Here are some of the leading AI architectures in Generative Video modeling from text and video inputs:

**Text-to-Video:**

* Video Transformer - A transformer architecture combined with 3D convolutional nets to generate video from text. Pioneered by models like GPT-3 Turbo.
* VQVAE-2 - Uses a VQ-VAE model and transformer to generate video from text by predicting latent code. Used in tools like Anthropic's Claude.
* CTRL-V - Combines transformers, object detection and retrieval networks to synthesize video from text captions.
* DALL-E - Can generate simple videos from text using a transformer and object bank.

**Video-to-Video:**

* VideoGAN - Uses GAN architectures with spatio-temporal convolutional nets to convert low-res to high-res video.
* Vid2Vid - Employs encoder-decoder structure and novel video blocks to convert input video to target domains like segmentation.
* MoCoGAN - Decomposes motion and content for video using RNNs and GANs.

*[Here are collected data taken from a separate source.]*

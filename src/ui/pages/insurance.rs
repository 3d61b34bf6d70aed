use dioxus::prelude::*;

use crate::{
    app::persist_user_state,
    domain::{
        insurance_catalogue, match_products, ports_for, AppState, Country, GoodsCategory,
        RiskProfile, ShipmentForm, TransportMode, MANUAL_PORT,
    },
    ui::{
        components::{
            recommendation_card::RecommendationCardView,
            toast::{push_toast, ToastKind, ToastMessage},
        },
        presenter::ResultsView,
    },
    util::export::{default_export_dir, export_to_dir},
};

#[derive(Clone, Copy, PartialEq)]
enum LaneEnd {
    Origin,
    Destination,
}

#[component]
pub fn InsurancePage() -> Element {
    let state = use_context::<Signal<AppState>>();
    let toasts = use_context::<Signal<Vec<ToastMessage>>>();

    let mut form = use_signal(|| state.with(|st| st.form.clone()));

    let countries = state.with(|st| st.countries.clone());
    let view = state.with(|st| ResultsView::build(st.results.as_deref()));
    let has_cards = !view.cards().is_empty();

    let on_submit = {
        let mut state = state;
        move |evt: FormEvent| {
            evt.prevent_default();
            let draft = form();
            let shipment = match draft.parse() {
                Ok(shipment) => shipment,
                Err(err) => {
                    push_toast(toasts, ToastKind::Error, err.to_string());
                    return;
                }
            };

            let recommendations = match_products(&shipment, insurance_catalogue());
            tracing::info!(
                goods = %shipment.goods,
                mode = %shipment.transport_mode,
                risk = %shipment.risk_profile,
                matches = recommendations.len(),
                "insurance recommendations computed"
            );
            state.with_mut(|st| {
                st.form = draft;
                st.show_results(&recommendations);
            });
            persist_user_state(&state);
        }
    };

    let on_export = move |_| {
        let view = state.with(|st| ResultsView::build(st.results.as_deref()));
        match export_to_dir(view.cards(), &default_export_dir()) {
            Ok(path) => push_toast(
                toasts,
                ToastKind::Success,
                format!("Exported recommendations to {}", path.display()),
            ),
            Err(err) => push_toast(toasts, ToastKind::Error, err.to_string()),
        }
    };

    let on_reset = {
        let mut state = state;
        move |_| {
            form.set(ShipmentForm::default());
            state.with_mut(|st| {
                st.form = ShipmentForm::default();
                st.results = None;
            });
            persist_user_state(&state);
        }
    };

    let draft = form();

    rsx! {
        div {
            section {
                class: "panel",
                h2 { "Shipment" }
                form {
                    onsubmit: on_submit,
                    div { class: "form-grid",
                        div { class: "field",
                            label { "Goods category" }
                            select {
                                value: "{draft.goods_type}",
                                onchange: move |evt| form.with_mut(|f| f.goods_type = evt.value()),
                                option { value: "", "Select goods" }
                                for goods in GoodsCategory::ALL {
                                    option {
                                        key: "{goods.slug()}",
                                        value: goods.slug(),
                                        selected: draft.goods_type == goods.slug(),
                                        "{goods.label()}"
                                    }
                                }
                            }
                        }
                        div { class: "field",
                            label { "Declared value (USD)" }
                            input {
                                r#type: "text",
                                inputmode: "decimal",
                                placeholder: "e.g. 250000",
                                value: "{draft.shipment_value}",
                                oninput: move |evt| form.with_mut(|f| f.shipment_value = evt.value()),
                            }
                        }
                        LanePicker {
                            end: LaneEnd::Origin,
                            countries: countries.clone(),
                            form,
                        }
                        LanePicker {
                            end: LaneEnd::Destination,
                            countries: countries.clone(),
                            form,
                        }
                        div { class: "field",
                            label { "Transport mode" }
                            select {
                                value: "{draft.transport_mode}",
                                onchange: move |evt| form.with_mut(|f| f.transport_mode = evt.value()),
                                option { value: "", "Select mode" }
                                for mode in TransportMode::ALL {
                                    option {
                                        key: "{mode.slug()}",
                                        value: mode.slug(),
                                        selected: draft.transport_mode == mode.slug(),
                                        "{mode.label()}"
                                    }
                                }
                            }
                        }
                        div { class: "field",
                            label { "Risk profile" }
                            select {
                                value: "{draft.risk_profile}",
                                onchange: move |evt| form.with_mut(|f| f.risk_profile = evt.value()),
                                option { value: "", "Select profile" }
                                for risk in RiskProfile::ALL {
                                    option {
                                        key: "{risk.slug()}",
                                        value: risk.slug(),
                                        selected: draft.risk_profile == risk.slug(),
                                        "{risk.label()}"
                                    }
                                }
                            }
                        }
                        div { class: "field wide",
                            label { "Notes" }
                            textarea {
                                rows: "2",
                                value: "{draft.notes}",
                                oninput: move |evt| form.with_mut(|f| f.notes = evt.value()),
                            }
                        }
                    }
                    div { class: "actions",
                        button { class: "btn primary", r#type: "submit", "Find best-fit insurance" }
                        button { class: "btn", r#type: "button", onclick: on_reset, "Reset" }
                        button {
                            class: "btn",
                            r#type: "button",
                            disabled: !has_cards,
                            onclick: on_export,
                            "Export JSON"
                        }
                    }
                }
            }

            {match view {
                ResultsView::Idle => rsx! {
                    section { class: "results empty",
                        p { "Describe your shipment to see matching cover." }
                    }
                },
                ResultsView::Empty(message) => rsx! {
                    section { class: "results empty",
                        p { "{message}" }
                    }
                },
                ResultsView::Cards(cards) => rsx! {
                    section { class: "results",
                        for card in cards {
                            RecommendationCardView { key: "{card.product_id}", card }
                        }
                    }
                },
            }}
        }
    }
}

#[component]
fn LanePicker(end: LaneEnd, countries: Vec<Country>, form: Signal<ShipmentForm>) -> Element {
    let mut form = form;
    let draft = form();
    let (title, country, port, manual) = match end {
        LaneEnd::Origin => (
            "Origin",
            draft.origin_country.clone(),
            draft.origin_port.clone(),
            draft.origin_port_manual.clone(),
        ),
        LaneEnd::Destination => (
            "Destination",
            draft.destination_country.clone(),
            draft.destination_port.clone(),
            draft.destination_port_manual.clone(),
        ),
    };
    let ports = ports_for(&country);
    let manual_active = port == MANUAL_PORT;

    rsx! {
        div { class: "field",
            label { "{title} country" }
            select {
                value: "{country}",
                onchange: move |evt| {
                    let code = evt.value();
                    form.with_mut(|f| select_country(f, end, code));
                },
                option { value: "", "Select country" }
                for entry in countries.iter() {
                    option {
                        key: "{entry.code}",
                        value: "{entry.code}",
                        selected: entry.code == country,
                        "{entry.label}"
                    }
                }
            }
        }
        div { class: "field",
            label { "{title} port" }
            select {
                value: "{port}",
                disabled: country.is_empty(),
                onchange: move |evt| {
                    let slug = evt.value();
                    form.with_mut(|f| select_port(f, end, slug));
                },
                option { value: "", "Select port" }
                for entry in ports.iter() {
                    option {
                        key: "{entry.slug}",
                        value: entry.slug,
                        selected: entry.slug == port,
                        "{entry.label}"
                    }
                }
                option { value: MANUAL_PORT, selected: manual_active, "Other / not listed" }
            }
            if manual_active {
                input {
                    r#type: "text",
                    placeholder: "Port name",
                    value: "{manual}",
                    oninput: move |evt| {
                        let text = evt.value();
                        form.with_mut(|f| match end {
                            LaneEnd::Origin => f.origin_port_manual = text,
                            LaneEnd::Destination => f.destination_port_manual = text,
                        });
                    },
                }
            }
        }
    }
}

/// A new country invalidates whatever port was picked for that end.
fn select_country(form: &mut ShipmentForm, end: LaneEnd, code: String) {
    match end {
        LaneEnd::Origin => {
            form.origin_country = code;
            form.origin_port.clear();
            form.origin_port_manual.clear();
        }
        LaneEnd::Destination => {
            form.destination_country = code;
            form.destination_port.clear();
            form.destination_port_manual.clear();
        }
    }
}

/// Leaving the manual option discards the typed port name.
fn select_port(form: &mut ShipmentForm, end: LaneEnd, slug: String) {
    let manual = slug == MANUAL_PORT;
    match end {
        LaneEnd::Origin => {
            form.origin_port = slug;
            if !manual {
                form.origin_port_manual.clear();
            }
        }
        LaneEnd::Destination => {
            form.destination_port = slug;
            if !manual {
                form.destination_port_manual.clear();
            }
        }
    }
}

#[cfg(test)]
mod tests {
    use super::*;

    #[test]
    fn changing_country_resets_that_end_only() {
        let mut form = ShipmentForm {
            origin_country: "SG".into(),
            origin_port: "singapore".into(),
            destination_country: "NL".into(),
            destination_port: MANUAL_PORT.into(),
            destination_port_manual: "Delfzijl".into(),
            ..Default::default()
        };
        select_country(&mut form, LaneEnd::Destination, "DE".into());
        assert_eq!(form.destination_country, "DE");
        assert!(form.destination_port.is_empty());
        assert!(form.destination_port_manual.is_empty());
        assert_eq!(form.origin_port, "singapore");
    }

    #[test]
    fn leaving_manual_port_clears_typed_name() {
        let mut form = ShipmentForm {
            origin_port: MANUAL_PORT.into(),
            origin_port_manual: "Port Louis".into(),
            ..Default::default()
        };
        select_port(&mut form, LaneEnd::Origin, MANUAL_PORT.into());
        assert_eq!(form.origin_port_manual, "Port Louis");
        select_port(&mut form, LaneEnd::Origin, "colombo".into());
        assert_eq!(form.origin_port, "colombo");
        assert!(form.origin_port_manual.is_empty());
    }
}
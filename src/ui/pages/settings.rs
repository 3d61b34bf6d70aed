use std::time::SystemTime;

use dioxus::prelude::*;

use crate::{
    app::CountryRefresh,
    domain::{AppState, CacheResource},
    infra::cache::{
        clear_country_cache, humanize_secs, load_country_cache, CountryCache, COUNTRY_CACHE_TTL,
    },
    ui::components::toast::{push_toast, ToastKind, ToastMessage},
    util::{
        export::{default_export_dir, EXPORT_FILENAME},
        version::{version_label, APP_NAME},
    },
};

#[component]
pub fn SettingsPage() -> Element {
    let state = use_context::<Signal<AppState>>();
    let toasts = use_context::<Signal<Vec<ToastMessage>>>();
    let CountryRefresh(mut refresh) = use_context::<CountryRefresh>();

    let country_count = state.with(|st| st.countries.len());
    let cache_entries = state.with(|st| {
        st.cache
            .iter()
            .map(|(resource, time)| {
                (
                    cache_label(resource),
                    humanize_age(*time),
                    st.cache.is_stale(resource, COUNTRY_CACHE_TTL),
                )
            })
            .collect::<Vec<_>>()
    });

    // Re-read the file only after a refresh or a completed country load.
    let disk_cache = use_memo(move || {
        let _generation = refresh();
        let _loaded_at = state.with(|st| st.cache.fetched_at(&CacheResource::Countries));
        load_country_cache().as_ref().map(disk_cache_summary)
    });

    let export_path = default_export_dir().join(EXPORT_FILENAME);

    let on_refresh = move |_| {
        if let Err(err) = clear_country_cache() {
            tracing::warn!("failed to remove country cache file: {err}");
        }
        refresh.with_mut(|generation| *generation += 1);
        push_toast(toasts, ToastKind::Info, "Refreshing the country list...");
    };

    rsx! {
        div {
            section {
                class: "panel",
                h2 { "Country Directory" }
                p { "{country_count} countries available for origin and destination." }
                p { class: "muted",
                    {disk_cache().unwrap_or_else(|| "No country list saved on disk yet.".to_string())}
                }
                div { class: "actions",
                    button { class: "btn primary", onclick: on_refresh, "Refresh Countries" }
                }
            }

            section {
                class: "panel",
                h2 { "Cache Status" }
                if cache_entries.is_empty() {
                    p { "No cached fetches yet." }
                } else {
                    ul { class: "status-list",
                        for (label, age, stale) in cache_entries {
                            li {
                                span { "{label}" }
                                span {
                                    "{age}"
                                    if stale { " (stale)" }
                                }
                            }
                        }
                    }
                }
            }

            section {
                class: "panel",
                h2 { "Export" }
                p { "Recommendations are exported to {export_path.display()}" }
            }

            section {
                class: "panel",
                h2 { "About" }
                p { "{APP_NAME} {version_label()}" }
                p { "Country names courtesy of the REST Countries project." }
            }
        }
    }
}

fn cache_label(resource: &CacheResource) -> &'static str {
    match resource {
        CacheResource::Countries => "Countries",
    }
}

fn disk_cache_summary(cache: &CountryCache) -> String {
    let stamp = cache
        .cached_at_rfc3339()
        .unwrap_or_else(|| "unknown time".to_string());
    format!(
        "{} countries saved {} ago ({stamp})",
        cache.countries.len(),
        cache.age_string()
    )
}

fn humanize_age(time: SystemTime) -> String {
    match SystemTime::now().duration_since(time) {
        Ok(elapsed) => format!("{} ago", humanize_secs(elapsed.as_secs())),
        Err(_) => "just now".to_string(),
    }
}
pub mod cache;
pub mod countries;
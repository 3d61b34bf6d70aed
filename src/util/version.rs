pub const APP_NAME: &str = "Cargo Cover";
pub const APP_VERSION: &str = env!("CARGO_PKG_VERSION");
pub const GIT_TAG: Option<&str> = option_env!("GIT_TAG");

pub fn version_label() -> String {
    if let Some(tag) = GIT_TAG {
        tag.to_string()
    } else {
        format!("v{}", APP_VERSION)
    }
}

Used for future prediction and style transfer.
* Recycle-GAN - Architectures using space-time memory networks to synthesize multi-modal video output from unstructured video input.
* SlowFast Networks - Two-stream 3D convolutional networks that model video at different speeds for generation.

So in summary, transformer-based architectures combined with deep convolutional nets have proven very effective for high-quality generative video modeling from both text and video inputs.


---

# Agent Instructions: Querying This Documentation

If you need additional information that is not directly available in this page, you can query the documentation dynamically by asking a question.

Perform an HTTP GET request on the current page URL with the `ask` query parameter:

```
GET https://metaverse-imagen.gitbook.io/ai-tools-research/ai-technology/generative-ai-architectures-and-models/generative-ai-models-for-video-and-image-synthesis/generative-video.md?ask=<question>
```

The question should be specific, self-contained, and written in natural language.
The response will contain a direct answer to the question and relevant excerpts and sources from the documentation.

Use this mechanism when the answer is not explicitly present in the current page, you need clarification or additional context, or you want to retrieve related documentation sections.